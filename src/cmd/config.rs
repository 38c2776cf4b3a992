//! Configuration view and validation commands: `bughunt config`.

use anyhow::{Context, Result};
use bughunt::config::{CONFIG_DIR, CONFIG_FILE, CliOverrides, HuntToml};
use std::path::Path;

use super::super::{Cli, ConfigCommands};

pub fn cmd_config(cli: &Cli, project_path: &Path, command: Option<ConfigCommands>) -> Result<()> {
    let config_dir = project_path.join(CONFIG_DIR);
    let config_path = config_dir.join(CONFIG_FILE);

    match command {
        None | Some(ConfigCommands::Show) => {
            let config = super::load_config(cli, project_path, CliOverrides::default())?;
            println!();
            println!("bughunt configuration");
            println!("=====================");
            println!();
            if config_path.exists() {
                println!("Config file: {}", config_path.display());
            } else {
                println!("No bughunt.toml found at {}, using defaults", config_path.display());
            }
            println!();

            println!("[project]");
            println!("  name = \"{}\"", config.project_name);
            if let Some(subdir) = &config.subdir {
                println!("  subdir = \"{}\"", subdir);
            }
            println!("  id_prefix = \"{}\"", config.id_prefix);
            println!("  state_dir = \"{}\"", config.state_dir.display());
            println!("  worktree_base = \"{}\"", config.worktree_base.display());
            println!();
            println!("[pipeline]");
            println!("  fix_strategy = \"{}\"", config.fix_strategy);
            println!("  max_review_attempts = {}", config.max_review_attempts);
            println!("  max_output_retries = {}", config.max_output_retries);
            println!("  max_stalled_passes = {}", config.max_stalled_passes);
            println!();
            println!("[claude]");
            println!("  cmd = \"{}\"", config.claude_cmd);
            println!("  skip_permissions = {}", config.skip_permissions);
            println!("  default_model = \"{}\"", config.default_model);
            println!("  classify_model = \"{}\"", config.classify_model);
            println!("  tdd_model = \"{}\"", config.tdd_model);
            println!("  read_tools = {:?}", config.read_tools);
            println!("  write_tools = {:?}", config.write_tools);
            println!();
        }
        Some(ConfigCommands::Validate) => {
            if !config_path.exists() {
                println!("No bughunt.toml found. Using defaults (valid).");
                return Ok(());
            }
            let toml = HuntToml::load(&config_path)?;
            let warnings = toml.validate();
            if warnings.is_empty() {
                println!("Configuration is valid.");
            } else {
                println!("Configuration warnings:");
                for warning in warnings {
                    println!("  - {}", warning);
                }
            }
        }
        Some(ConfigCommands::Init) => {
            if config_path.exists() {
                println!("bughunt.toml already exists at {}", config_path.display());
                println!("Delete it first if you want to recreate it.");
                return Ok(());
            }
            std::fs::create_dir_all(&config_dir)
                .with_context(|| format!("Failed to create {}", config_dir.display()))?;
            HuntToml::default().save(&config_path)?;
            println!("Created bughunt.toml at {}", config_path.display());
        }
    }

    Ok(())
}
impl<'a> HuntRunner<'a> {
    pub fn new(
        config: &'a Config,
        store: &'a ItemStore,
        checkpoints: &'a CheckpointManager,
        executor: PhaseExecutor<'a>,
        ui: Option<Arc<HuntUI>>,
    ) -> Self {
        Self {
            config,
            store,
            checkpoints,
            executor,
            ui,
        }
    }

    /// Drive the run until it ends or Ctrl-C is pressed.
    pub async fn run(&self, start: RunStart) -> Result<RunSummary, RunError> {
        self.run_until(start, async {
            if tokio::signal::ctrl_c().await.is_err() {
                // No signal handler: never cancel.
                std::future::pending::<()>().await;
            }
        })
        .await
    }

    /// Drive the run until it ends or `shutdown` resolves.
    pub async fn run_until(
        &self,
        start: RunStart,
        shutdown: impl Future<Output = ()>,
    ) -> Result<RunSummary, RunError> {
        let (run_id, mut cursor) = match start {
            RunStart::Resume { run_id, snapshot } => {
                let cursor = Cursor {
                    next: snapshot.next_phase,
                    state: snapshot.state,
                    phases_run: 0,
                };
                (run_id, cursor)
            }
            RunStart::Fresh { run_id } => {
                let state = self.store.load_initial_state()?;
                let cursor = Cursor {
                    next: Some(router::route(&state)),
                    state,
                    phases_run: 0,
                };
                self.checkpoints
                    .save(&run_id, Snapshot::new(cursor.state.clone(), cursor.next))
                    .await?;
                (run_id, cursor)
            }
        };
        info!(run_id = %run_id, next = ?cursor.next, "Run started");

        let result = tokio::select! {
            biased;
            _ = shutdown => Err(RunError::Cancelled),
            outcome = self.drive(&run_id, &mut cursor) => outcome,
        };

        let flushed = self.flush(&run_id, &cursor).await;
        let outcome = match (result, flushed) {
            (Err(e), Ok(())) => {
                warn!(run_id = %run_id, error = %e, "Run interrupted, pointer kept");
                return Err(e);
            }
            (Err(e), Err(flush_err)) => {
                warn!(run_id = %run_id, error = %e, "Run interrupted, pointer kept");
                warn!(run_id = %run_id, error = %flush_err, "Failed to save state on exit");
                return Err(flush_err);
            }
            (Ok(_), Err(e)) => return Err(e),
            (Ok(outcome), Ok(())) => outcome,
        };

        match &outcome {
            RunOutcome::Completed => {
                self.checkpoints.clear_pointer()?;
                info!(run_id = %run_id, phases = cursor.phases_run, "Run completed");
            }
            RunOutcome::Stalled { phase, passes } => {
                warn!(run_id = %run_id, phase = %phase, passes, "Run stalled, pointer kept");
            }
        }
        Ok(RunSummary {
            run_id,
            outcome,
            phases_run: cursor.phases_run,
            state: cursor.state,
        })
    }

    async fn drive(&self, run_id: &str, cursor: &mut Cursor) -> Result<RunOutcome, RunError> {
        let mut failed_in_a_row = 0;
        while let Some(phase) = cursor.next {
            if let Some(ui) = &self.ui {
                ui.start_phase(phase);
            }
            let report = self.executor.execute(phase, &cursor.state).await?;
            if let Some(ui) = &self.ui {
                ui.phase_finished(&report);
            }

            let status = report.status;
            cursor.state.apply(report.update);
            cursor.phases_run += 1;
            // Fixed edges only follow a phase that did its work.
            cursor.next = match status {
                PhaseStatus::Completed => router::next_after(
                    &cursor.state,
                    phase,
                    self.config.fix_strategy,
                    self.config.max_review_attempts,
                ),
                PhaseStatus::Skipped | PhaseStatus::Failed => Some(router::route(&cursor.state)),
            };
            failed_in_a_row = match status {
                PhaseStatus::Failed => failed_in_a_row + 1,
                _ => 0,
            };

            self.store.persist(&cursor.state)?;
            self.checkpoints
                .save(run_id, Snapshot::new(cursor.state.clone(), cursor.next))
                .await?;

            if failed_in_a_row >= self.config.max_stalled_passes {
                return Ok(RunOutcome::Stalled {
                    phase,
                    passes: failed_in_a_row,
                });
            }
        }
        Ok(RunOutcome::Completed)
    }

    async fn flush(&self, run_id: &str, cursor: &Cursor) -> Result<(), RunError> {
        self.store.persist(&cursor.state)?;
        self.checkpoints
            .save(run_id, Snapshot::new(cursor.state.clone(), cursor.next))
            .await?;
        Ok(())
    }
}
◇ ◇ ◇
* [Brief]: If a line contains the word "CliOverrides", it counts; say how many such lines there are in the data above, and nothing else.

* [Answer section]: 2